## AIM OF THE TASK
Wherever the word "this" shows up in the data, report the line it sits in.

--- DATA TO PROCESS Enclosed Below ---

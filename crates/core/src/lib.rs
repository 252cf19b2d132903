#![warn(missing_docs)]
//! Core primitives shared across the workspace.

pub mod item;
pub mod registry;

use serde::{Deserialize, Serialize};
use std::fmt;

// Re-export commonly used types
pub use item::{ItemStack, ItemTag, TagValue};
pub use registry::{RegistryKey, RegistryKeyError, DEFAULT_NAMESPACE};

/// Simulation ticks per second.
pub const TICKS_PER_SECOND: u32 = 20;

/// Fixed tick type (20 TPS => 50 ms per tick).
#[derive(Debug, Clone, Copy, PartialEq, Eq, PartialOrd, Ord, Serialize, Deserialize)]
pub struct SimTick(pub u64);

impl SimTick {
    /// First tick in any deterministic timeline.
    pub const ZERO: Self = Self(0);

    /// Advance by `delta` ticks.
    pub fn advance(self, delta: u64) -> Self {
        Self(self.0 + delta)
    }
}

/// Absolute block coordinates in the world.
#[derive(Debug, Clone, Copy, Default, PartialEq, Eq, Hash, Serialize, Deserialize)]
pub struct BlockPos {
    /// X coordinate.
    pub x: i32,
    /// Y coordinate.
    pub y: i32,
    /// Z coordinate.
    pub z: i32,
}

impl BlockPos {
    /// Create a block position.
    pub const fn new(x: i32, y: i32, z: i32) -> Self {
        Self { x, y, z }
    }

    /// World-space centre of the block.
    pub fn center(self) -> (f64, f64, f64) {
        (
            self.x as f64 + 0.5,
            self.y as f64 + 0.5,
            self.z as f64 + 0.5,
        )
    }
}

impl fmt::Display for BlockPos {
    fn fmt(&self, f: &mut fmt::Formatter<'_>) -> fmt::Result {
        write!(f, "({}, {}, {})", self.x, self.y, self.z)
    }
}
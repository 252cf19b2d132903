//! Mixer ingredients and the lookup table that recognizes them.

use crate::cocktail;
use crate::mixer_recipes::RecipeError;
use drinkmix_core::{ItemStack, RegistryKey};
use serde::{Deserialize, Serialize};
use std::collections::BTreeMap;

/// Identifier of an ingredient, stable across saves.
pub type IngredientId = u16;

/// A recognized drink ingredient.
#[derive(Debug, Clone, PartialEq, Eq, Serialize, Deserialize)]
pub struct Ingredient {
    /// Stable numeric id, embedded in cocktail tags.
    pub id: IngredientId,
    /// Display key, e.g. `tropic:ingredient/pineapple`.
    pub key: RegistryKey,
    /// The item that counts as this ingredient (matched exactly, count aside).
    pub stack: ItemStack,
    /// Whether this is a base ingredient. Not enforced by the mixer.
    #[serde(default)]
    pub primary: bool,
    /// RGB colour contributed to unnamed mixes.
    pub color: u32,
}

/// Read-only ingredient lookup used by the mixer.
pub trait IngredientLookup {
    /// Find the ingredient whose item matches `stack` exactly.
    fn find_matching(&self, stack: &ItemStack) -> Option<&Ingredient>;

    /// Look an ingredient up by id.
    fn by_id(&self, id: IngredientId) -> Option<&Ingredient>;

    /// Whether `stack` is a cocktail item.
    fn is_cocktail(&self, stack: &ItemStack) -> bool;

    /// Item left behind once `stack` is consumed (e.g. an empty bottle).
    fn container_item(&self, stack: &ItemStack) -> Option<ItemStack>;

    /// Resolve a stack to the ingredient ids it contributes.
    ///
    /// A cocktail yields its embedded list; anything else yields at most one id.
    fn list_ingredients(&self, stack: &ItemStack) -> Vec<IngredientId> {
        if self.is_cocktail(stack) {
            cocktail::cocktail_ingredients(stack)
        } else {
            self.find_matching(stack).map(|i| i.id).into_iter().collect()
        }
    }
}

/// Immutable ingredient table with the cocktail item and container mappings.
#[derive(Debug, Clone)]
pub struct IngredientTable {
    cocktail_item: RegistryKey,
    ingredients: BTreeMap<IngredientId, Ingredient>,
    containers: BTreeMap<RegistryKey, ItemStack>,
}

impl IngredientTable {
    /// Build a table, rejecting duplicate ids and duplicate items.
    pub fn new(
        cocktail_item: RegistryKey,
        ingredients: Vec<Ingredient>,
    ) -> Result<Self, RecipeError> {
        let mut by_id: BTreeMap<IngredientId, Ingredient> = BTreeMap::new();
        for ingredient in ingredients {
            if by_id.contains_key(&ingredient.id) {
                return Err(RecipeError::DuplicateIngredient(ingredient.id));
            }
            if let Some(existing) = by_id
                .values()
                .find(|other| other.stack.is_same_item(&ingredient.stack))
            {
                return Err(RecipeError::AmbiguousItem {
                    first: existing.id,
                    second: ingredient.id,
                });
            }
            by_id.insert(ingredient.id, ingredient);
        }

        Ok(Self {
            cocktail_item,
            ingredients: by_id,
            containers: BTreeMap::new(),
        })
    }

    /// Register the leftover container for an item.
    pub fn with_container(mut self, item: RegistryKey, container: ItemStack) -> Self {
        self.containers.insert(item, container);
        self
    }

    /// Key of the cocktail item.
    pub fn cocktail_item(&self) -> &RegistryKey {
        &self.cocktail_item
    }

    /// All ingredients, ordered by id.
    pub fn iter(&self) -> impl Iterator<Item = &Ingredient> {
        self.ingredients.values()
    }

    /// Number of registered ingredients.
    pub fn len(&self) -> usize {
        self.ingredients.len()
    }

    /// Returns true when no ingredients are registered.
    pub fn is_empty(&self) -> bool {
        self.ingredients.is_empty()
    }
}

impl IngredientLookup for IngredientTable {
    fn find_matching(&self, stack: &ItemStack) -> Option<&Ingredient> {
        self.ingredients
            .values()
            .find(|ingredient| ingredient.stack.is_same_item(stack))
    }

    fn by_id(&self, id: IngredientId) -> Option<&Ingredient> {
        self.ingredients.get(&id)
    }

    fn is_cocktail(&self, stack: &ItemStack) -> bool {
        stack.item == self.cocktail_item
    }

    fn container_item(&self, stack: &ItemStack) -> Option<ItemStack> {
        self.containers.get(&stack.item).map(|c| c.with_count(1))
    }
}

--- End of Enclosed DATA TO PROCESS ---
--- DATA TO PROCESS Enclosed Below ---

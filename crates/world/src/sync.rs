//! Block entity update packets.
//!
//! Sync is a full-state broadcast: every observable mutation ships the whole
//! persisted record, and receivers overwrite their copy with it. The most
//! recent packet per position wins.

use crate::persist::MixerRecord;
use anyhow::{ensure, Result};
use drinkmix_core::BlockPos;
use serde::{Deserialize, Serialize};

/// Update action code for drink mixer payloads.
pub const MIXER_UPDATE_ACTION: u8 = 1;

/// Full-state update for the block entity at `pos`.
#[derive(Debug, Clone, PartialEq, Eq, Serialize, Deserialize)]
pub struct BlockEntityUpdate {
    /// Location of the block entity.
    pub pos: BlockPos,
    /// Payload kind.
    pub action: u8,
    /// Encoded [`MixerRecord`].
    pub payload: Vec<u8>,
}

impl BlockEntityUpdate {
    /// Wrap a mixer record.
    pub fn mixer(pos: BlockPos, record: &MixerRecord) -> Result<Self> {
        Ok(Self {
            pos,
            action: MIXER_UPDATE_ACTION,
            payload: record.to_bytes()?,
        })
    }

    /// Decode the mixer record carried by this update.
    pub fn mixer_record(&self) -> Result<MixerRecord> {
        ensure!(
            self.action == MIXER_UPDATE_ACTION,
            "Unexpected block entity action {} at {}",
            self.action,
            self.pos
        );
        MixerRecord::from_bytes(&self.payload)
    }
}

--- End of Enclosed DATA TO PROCESS ---
--- DATA TO PROCESS Enclosed Below ---

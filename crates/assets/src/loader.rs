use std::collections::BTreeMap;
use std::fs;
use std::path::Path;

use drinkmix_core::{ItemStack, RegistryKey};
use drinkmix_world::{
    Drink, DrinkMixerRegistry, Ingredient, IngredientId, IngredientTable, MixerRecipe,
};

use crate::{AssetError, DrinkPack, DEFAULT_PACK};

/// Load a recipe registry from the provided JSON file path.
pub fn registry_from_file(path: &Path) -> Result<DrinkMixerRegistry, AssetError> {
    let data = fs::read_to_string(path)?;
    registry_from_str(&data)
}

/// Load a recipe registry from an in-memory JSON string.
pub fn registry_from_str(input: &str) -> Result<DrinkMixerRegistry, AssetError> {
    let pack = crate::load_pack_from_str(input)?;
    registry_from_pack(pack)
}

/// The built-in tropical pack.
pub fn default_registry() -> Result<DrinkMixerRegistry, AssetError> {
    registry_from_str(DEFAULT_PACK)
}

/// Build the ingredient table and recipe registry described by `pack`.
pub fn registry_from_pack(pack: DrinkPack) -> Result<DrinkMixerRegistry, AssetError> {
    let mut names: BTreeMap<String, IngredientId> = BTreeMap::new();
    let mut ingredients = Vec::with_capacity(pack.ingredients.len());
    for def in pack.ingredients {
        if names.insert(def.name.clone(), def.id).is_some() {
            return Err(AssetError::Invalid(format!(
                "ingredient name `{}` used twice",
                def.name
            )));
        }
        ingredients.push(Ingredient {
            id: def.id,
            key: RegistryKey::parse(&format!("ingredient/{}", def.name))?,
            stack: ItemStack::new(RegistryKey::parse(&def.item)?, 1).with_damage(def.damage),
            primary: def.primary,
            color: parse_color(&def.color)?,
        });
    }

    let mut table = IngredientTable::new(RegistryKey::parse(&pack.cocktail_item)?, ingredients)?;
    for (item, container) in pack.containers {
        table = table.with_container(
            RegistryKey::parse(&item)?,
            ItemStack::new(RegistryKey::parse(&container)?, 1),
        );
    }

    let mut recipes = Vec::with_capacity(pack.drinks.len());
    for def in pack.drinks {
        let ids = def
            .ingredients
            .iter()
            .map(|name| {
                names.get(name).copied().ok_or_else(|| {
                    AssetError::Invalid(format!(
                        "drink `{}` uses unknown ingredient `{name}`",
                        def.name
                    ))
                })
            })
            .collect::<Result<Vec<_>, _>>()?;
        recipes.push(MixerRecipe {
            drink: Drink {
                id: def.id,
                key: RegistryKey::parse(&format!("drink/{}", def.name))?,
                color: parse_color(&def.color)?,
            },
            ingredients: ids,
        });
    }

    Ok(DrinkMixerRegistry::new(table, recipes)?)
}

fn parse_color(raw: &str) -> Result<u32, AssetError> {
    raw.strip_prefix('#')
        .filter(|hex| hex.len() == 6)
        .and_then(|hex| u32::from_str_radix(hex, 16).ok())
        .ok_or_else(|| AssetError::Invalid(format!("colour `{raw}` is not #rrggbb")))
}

--- End of Enclosed DATA TO PROCESS ---

## EXPECTED ANSWER
    /// The item that counts as this ingredient (matched exactly, count aside).
    /// Whether this is a base ingredient. Not enforced by the mixer.
    /// Decode the mixer record carried by this update.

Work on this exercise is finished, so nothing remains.